Harding says NHS test and trace is judged by many metrics.
One target is for 80% of people testing positive to be reached so they can be asked about their contacts. She says the service is reaching 83.3%.
And it is meant to reach 80% of close contacts. And it is reaching 86.6% of close contacts where contact details have been provided, she says.
But she accepts that reducing the end-to-end time taken is important.
Updated
Clark says the PM’s target was for 24-hour turnaround. Yet Harding is quoting next day turnaround. What are the figures for 24-hour turnaround?
Harding says they focus on next day turnaround. Otherwise they would be giving people results in the middle of the night, she says.
Clark quotes the 24-hour figure - 33.3%. (See 11.49am.) He says 24-hour turnaround is important. The government’s Scientific Advisory Committee for Emergencies said test results had to be delivered quickly. The sooner they are delivered, the sooner those being tested, and their contacts, can be asked to self-isolate.
Updated
Labour’s Graham Stringer goes next.
Q: How did you become interim executive chair of the National Institute for Health Protection? (This is the body replacing Public Health England - Harding holds this post alongside being head of NHS Test and Trace.)

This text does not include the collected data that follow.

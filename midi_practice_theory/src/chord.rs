// Triad qualities, chord voicings, and the precomputed chord table.
//
// Chords use absolute semitone offsets from the fundamental: major {0,4,7},
// minor {0,3,7}, diminished {0,3,6}. A `Chord`'s `notes` are the fundamental
// pitch class plus each offset, *not* reduced mod 12 (G major is [7, 11, 14]),
// so a chord is anchored to one fundamental rather than a pitch-class set.
// `Chord::contains` is therefore exact equality with no octave reduction,
// unlike `NoteScale::contains`.
//
// `Chord::voicing` turns the chord into absolute MIDI pitches above a chosen
// root; the prompt generator rejects a root when any voiced note would pass
// MIDI 127 instead of clamping or dropping notes.

use serde::{Deserialize, Serialize};

use crate::notes::MAX_MIDI_NOTE;

/// Triad qualities used by scale-degree harmony.
#[derive(Debug, Clone, Copy, PartialEq, Eq, Hash, Serialize, Deserialize)]
#[serde(rename_all = "snake_case")]
pub enum ChordQuality {
    Major,
    Minor,
    Diminished,
}

impl ChordQuality {
    pub const ALL: [ChordQuality; 3] = [
        ChordQuality::Major,
        ChordQuality::Minor,
        ChordQuality::Diminished,
    ];

    /// Semitone offsets from the fundamental.
    pub fn offsets(self) -> [u8; 3] {
        match self {
            ChordQuality::Major => [0, 4, 7],
            ChordQuality::Minor => [0, 3, 7],
            ChordQuality::Diminished => [0, 3, 6],
        }
    }

    /// Suffix appended to the root name in chord labels ("C", "Dm", "Bdim").
    pub fn suffix(self) -> &'static str {
        match self {
            ChordQuality::Major => "",
            ChordQuality::Minor => "m",
            ChordQuality::Diminished => "dim",
        }
    }
}

/// A chord of one quality anchored on one fundamental pitch class.
#[derive(Debug, Clone, PartialEq, Eq, Serialize, Deserialize)]
pub struct Chord {
    quality: ChordQuality,
    fundamental: u8,
    notes: Vec<u8>,
}

impl Chord {
    pub fn new(quality: ChordQuality, fundamental: u8) -> Self {
        let fundamental = fundamental % 12;
        Chord {
            quality,
            fundamental,
            notes: quality.offsets().iter().map(|&o| fundamental + o).collect(),
        }
    }

    pub fn quality(&self) -> ChordQuality {
        self.quality
    }

    /// Pitch class of the root.
    pub fn fundamental(&self) -> u8 {
        self.fundamental
    }

    /// Fundamental plus each offset, unreduced.
    pub fn notes(&self) -> &[u8] {
        &self.notes
    }

    /// Exact membership: no octave reduction, no range check.
    pub fn contains(&self, note: i32) -> bool {
        self.notes.iter().any(|&n| i32::from(n) == note)
    }

    /// Absolute pitches of this chord built on `root`.
    ///
    /// Each chord note is taken relative to the first note; a note numerically
    /// below the first is lifted an octave first, so the voicing always sits
    /// at or above `root`.
    pub fn voicing(&self, root: i32) -> Vec<i32> {
        let base = match self.notes.first() {
            Some(&base) => i32::from(base),
            None => return Vec::new(),
        };
        self.notes
            .iter()
            .map(|&n| {
                let mut n = i32::from(n);
                if n < base {
                    n += 12;
                }
                root + (n - base)
            })
            .collect()
    }

    /// Whether every note of the voicing on `root` is a valid MIDI pitch.
    pub fn is_playable_from(&self, root: i32) -> bool {
        root >= 0 && self.voicing(root).iter().all(|&n| n <= MAX_MIDI_NOTE)
    }
}

/// Every chord quality on every pitch class, built once.
#[derive(Debug, Clone)]
pub struct ChordTable {
    /// Indexed by `ChordQuality::ALL` position, then pitch class.
    chords: Vec<Vec<Chord>>,
}

impl ChordTable {
    pub fn new() -> Self {
        let chords = ChordQuality::ALL
            .iter()
            .map(|&quality| (0..12).map(|pc| Chord::new(quality, pc)).collect())
            .collect();
        ChordTable { chords }
    }

    /// The chord of `quality` rooted on pitch class `pc` (wrapped mod 12).
    pub fn get(&self, quality: ChordQuality, pc: u8) -> &Chord {
        let row = match quality {
            ChordQuality::Major => 0,
            ChordQuality::Minor => 1,
            ChordQuality::Diminished => 2,
        };
        &self.chords[row][(pc % 12) as usize]
    }
}

impl Default for ChordTable {
    fn default() -> Self {
        Self::new()
    }
}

Harding says she did not apply. She was asked to do this job. And she accepted because she wanted to serve her country. She is working unpaid, she says. And she says a permanent chair will be appointed.
Clark says the PM promised in June that there would be 100% turnaround within 24 hours.
Harding says they have mostly delivered 90% next day turnaround.
Q: The figure for home test kits is 9%.
Harding says she is quoting figures for in-person tests. Home tests have always taken longer, because kits go into the post.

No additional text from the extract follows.